Collected data:
________

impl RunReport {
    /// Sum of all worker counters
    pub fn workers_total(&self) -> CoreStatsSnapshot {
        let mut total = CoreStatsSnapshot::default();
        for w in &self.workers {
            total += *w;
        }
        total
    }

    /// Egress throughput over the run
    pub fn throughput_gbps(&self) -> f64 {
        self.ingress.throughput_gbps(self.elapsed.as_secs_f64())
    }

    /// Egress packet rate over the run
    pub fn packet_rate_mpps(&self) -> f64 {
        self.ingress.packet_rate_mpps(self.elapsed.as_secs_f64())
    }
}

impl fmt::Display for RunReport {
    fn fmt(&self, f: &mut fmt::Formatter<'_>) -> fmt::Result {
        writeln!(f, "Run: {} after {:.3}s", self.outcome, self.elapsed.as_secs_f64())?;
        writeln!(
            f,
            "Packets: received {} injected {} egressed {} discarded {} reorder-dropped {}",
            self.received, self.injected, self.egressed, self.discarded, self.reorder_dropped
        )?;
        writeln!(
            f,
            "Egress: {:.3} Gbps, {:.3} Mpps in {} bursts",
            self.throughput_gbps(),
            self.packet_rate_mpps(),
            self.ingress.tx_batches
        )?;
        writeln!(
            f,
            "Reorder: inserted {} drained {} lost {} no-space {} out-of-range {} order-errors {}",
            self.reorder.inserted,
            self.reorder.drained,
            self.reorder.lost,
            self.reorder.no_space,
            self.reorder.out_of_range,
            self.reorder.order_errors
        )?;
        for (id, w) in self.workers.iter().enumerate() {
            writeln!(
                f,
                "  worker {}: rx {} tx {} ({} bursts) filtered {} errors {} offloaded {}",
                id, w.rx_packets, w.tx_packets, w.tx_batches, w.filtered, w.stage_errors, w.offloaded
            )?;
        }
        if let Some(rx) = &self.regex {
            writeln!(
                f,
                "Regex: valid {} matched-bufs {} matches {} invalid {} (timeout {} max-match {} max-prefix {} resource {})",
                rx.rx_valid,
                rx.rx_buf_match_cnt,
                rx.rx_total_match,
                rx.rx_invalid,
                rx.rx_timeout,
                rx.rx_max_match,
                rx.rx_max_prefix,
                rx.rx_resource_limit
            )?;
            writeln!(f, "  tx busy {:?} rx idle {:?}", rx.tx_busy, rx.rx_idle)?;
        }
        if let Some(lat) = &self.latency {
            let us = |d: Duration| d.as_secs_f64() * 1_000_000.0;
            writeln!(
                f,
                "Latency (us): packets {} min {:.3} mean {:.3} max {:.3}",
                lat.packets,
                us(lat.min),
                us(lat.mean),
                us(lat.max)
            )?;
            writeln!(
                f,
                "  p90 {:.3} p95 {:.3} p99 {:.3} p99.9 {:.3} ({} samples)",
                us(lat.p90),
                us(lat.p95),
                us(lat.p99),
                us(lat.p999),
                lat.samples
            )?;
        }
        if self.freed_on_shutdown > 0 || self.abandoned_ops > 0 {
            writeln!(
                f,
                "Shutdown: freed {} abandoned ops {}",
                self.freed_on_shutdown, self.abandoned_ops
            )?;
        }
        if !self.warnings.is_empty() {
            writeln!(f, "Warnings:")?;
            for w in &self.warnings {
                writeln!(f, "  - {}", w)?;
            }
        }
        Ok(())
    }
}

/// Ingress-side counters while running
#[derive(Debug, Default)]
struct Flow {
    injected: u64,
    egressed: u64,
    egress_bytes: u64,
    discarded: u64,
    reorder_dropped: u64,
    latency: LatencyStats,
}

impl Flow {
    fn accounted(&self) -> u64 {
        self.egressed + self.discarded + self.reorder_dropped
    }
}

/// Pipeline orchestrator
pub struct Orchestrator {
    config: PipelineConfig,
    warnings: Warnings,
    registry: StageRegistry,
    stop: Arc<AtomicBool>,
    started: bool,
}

________

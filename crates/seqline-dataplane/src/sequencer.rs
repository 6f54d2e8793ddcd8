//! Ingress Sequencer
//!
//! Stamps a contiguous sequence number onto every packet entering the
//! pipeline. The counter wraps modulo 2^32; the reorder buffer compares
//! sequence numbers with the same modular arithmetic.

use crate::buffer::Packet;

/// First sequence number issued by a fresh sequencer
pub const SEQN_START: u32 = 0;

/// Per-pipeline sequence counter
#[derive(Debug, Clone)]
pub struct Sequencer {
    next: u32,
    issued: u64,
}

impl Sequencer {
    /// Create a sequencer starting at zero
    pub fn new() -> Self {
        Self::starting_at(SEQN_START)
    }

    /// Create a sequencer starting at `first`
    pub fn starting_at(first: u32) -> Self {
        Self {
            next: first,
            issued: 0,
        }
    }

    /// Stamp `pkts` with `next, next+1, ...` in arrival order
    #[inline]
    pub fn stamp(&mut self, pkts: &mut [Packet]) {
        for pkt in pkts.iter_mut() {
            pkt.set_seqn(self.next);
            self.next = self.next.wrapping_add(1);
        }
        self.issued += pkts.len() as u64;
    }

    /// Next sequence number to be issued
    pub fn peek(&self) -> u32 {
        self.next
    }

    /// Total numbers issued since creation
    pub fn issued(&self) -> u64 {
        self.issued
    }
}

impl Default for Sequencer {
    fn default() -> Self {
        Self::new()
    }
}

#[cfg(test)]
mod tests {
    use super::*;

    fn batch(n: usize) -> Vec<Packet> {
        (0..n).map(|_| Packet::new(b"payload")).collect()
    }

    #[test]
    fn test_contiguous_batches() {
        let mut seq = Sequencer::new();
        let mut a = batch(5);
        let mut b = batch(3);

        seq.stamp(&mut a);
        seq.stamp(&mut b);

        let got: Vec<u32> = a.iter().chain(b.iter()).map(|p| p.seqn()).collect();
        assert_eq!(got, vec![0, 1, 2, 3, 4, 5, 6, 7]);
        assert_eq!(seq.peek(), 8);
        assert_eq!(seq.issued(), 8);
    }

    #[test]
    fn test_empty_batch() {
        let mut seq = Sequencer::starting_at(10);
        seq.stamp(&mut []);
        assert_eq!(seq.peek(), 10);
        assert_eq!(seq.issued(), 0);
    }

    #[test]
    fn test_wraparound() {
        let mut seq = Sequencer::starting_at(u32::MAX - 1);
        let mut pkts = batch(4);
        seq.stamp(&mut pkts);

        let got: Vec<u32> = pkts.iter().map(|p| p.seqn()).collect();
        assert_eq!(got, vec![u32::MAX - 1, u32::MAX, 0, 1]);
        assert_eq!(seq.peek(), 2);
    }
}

________

Instructions for the task
A single number is the expected answer: how many lines of the entries contain "numbers".

Solution
2